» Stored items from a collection
____

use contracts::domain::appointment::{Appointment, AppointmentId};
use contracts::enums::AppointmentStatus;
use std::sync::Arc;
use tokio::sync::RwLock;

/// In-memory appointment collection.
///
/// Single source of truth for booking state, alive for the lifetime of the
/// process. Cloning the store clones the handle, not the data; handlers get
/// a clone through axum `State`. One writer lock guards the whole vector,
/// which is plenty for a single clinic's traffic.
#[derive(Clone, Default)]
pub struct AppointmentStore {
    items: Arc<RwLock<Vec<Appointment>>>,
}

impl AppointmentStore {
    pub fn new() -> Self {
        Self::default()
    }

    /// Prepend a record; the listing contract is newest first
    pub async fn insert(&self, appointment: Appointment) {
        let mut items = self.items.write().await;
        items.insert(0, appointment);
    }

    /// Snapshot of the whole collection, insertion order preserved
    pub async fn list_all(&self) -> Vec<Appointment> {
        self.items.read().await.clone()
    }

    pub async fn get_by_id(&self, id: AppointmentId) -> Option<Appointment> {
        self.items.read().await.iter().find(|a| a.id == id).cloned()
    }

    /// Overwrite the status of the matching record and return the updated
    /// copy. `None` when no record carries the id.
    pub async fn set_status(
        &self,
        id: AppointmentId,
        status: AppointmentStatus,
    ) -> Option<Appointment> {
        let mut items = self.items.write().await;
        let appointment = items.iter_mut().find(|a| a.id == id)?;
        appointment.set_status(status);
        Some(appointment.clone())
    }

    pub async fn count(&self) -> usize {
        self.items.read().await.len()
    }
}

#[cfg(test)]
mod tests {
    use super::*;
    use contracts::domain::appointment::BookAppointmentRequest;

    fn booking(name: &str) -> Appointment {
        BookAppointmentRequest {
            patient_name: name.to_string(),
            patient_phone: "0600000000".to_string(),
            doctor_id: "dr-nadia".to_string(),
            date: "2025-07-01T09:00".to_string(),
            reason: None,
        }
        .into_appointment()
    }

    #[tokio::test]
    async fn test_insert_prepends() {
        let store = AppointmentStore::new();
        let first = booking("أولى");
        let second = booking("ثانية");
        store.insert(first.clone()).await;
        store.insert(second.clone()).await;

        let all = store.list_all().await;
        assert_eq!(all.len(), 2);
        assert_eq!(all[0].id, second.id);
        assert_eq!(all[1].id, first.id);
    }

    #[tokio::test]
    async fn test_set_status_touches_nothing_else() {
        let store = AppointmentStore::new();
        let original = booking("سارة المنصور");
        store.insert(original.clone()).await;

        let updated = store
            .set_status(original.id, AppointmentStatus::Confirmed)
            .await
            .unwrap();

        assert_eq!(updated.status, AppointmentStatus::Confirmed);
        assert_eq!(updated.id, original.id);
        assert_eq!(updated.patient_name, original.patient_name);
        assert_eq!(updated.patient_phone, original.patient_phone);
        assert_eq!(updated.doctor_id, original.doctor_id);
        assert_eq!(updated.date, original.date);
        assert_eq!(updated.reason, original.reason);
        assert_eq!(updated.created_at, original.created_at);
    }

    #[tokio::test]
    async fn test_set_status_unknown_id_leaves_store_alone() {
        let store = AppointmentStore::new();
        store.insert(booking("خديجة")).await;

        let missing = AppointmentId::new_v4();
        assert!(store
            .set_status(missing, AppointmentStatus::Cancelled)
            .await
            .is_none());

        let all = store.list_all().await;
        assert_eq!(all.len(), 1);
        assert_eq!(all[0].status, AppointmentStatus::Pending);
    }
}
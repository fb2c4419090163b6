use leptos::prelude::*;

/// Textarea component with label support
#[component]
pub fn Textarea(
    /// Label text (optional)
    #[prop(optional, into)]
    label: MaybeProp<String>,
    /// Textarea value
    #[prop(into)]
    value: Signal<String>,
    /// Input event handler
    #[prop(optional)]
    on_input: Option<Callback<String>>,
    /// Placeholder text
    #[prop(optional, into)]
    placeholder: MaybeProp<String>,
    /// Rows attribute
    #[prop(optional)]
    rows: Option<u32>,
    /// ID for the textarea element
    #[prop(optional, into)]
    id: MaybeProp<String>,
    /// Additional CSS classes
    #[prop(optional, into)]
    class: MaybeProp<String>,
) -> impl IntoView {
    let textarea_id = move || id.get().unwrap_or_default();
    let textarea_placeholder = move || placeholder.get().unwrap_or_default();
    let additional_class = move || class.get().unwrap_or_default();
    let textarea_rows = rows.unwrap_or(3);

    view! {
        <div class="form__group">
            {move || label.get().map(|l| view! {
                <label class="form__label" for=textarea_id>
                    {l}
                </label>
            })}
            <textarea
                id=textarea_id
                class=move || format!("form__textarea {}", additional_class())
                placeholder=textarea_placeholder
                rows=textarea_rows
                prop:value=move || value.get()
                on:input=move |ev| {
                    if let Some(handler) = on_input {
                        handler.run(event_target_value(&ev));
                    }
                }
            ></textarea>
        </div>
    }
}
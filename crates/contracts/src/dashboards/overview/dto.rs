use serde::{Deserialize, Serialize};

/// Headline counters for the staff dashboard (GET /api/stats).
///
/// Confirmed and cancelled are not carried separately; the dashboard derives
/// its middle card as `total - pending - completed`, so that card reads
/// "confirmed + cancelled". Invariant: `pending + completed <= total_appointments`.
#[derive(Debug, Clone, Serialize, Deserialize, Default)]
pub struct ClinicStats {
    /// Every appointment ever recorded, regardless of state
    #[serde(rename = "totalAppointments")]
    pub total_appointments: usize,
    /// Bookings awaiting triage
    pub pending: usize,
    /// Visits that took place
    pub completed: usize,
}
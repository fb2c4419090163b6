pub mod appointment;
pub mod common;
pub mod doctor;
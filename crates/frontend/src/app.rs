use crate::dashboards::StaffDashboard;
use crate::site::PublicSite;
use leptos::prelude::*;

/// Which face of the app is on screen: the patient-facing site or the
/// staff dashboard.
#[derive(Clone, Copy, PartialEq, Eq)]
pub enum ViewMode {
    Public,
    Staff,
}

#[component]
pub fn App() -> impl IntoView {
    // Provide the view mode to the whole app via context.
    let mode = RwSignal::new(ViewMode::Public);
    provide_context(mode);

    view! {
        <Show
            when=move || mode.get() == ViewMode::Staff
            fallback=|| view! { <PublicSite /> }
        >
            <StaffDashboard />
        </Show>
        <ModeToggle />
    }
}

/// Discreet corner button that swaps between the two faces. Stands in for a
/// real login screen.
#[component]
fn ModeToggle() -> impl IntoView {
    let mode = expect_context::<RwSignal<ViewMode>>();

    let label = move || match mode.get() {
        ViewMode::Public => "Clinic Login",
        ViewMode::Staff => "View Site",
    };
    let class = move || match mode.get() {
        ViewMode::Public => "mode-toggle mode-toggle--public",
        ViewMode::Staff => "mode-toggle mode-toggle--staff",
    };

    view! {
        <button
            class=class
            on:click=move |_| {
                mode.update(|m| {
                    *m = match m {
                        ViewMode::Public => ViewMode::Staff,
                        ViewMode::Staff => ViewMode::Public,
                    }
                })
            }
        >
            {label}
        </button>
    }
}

____

Lines to set down from above: the line with "assert_eq!(updated.id, original.id);", the line with "assert!(store", and every line between, each exactly as written.

» Task solution
        assert_eq!(updated.id, original.id);
        assert_eq!(updated.patient_name, original.patient_name);
        assert_eq!(updated.patient_phone, original.patient_phone);
        assert_eq!(updated.doctor_id, original.doctor_id);
        assert_eq!(updated.date, original.date);
        assert_eq!(updated.reason, original.reason);
        assert_eq!(updated.created_at, original.created_at);
    }

    #[tokio::test]
    async fn test_set_status_unknown_id_leaves_store_alone() {
        let store = AppointmentStore::new();
        store.insert(booking("خديجة")).await;

        let missing = AppointmentId::new_v4();
        assert!(store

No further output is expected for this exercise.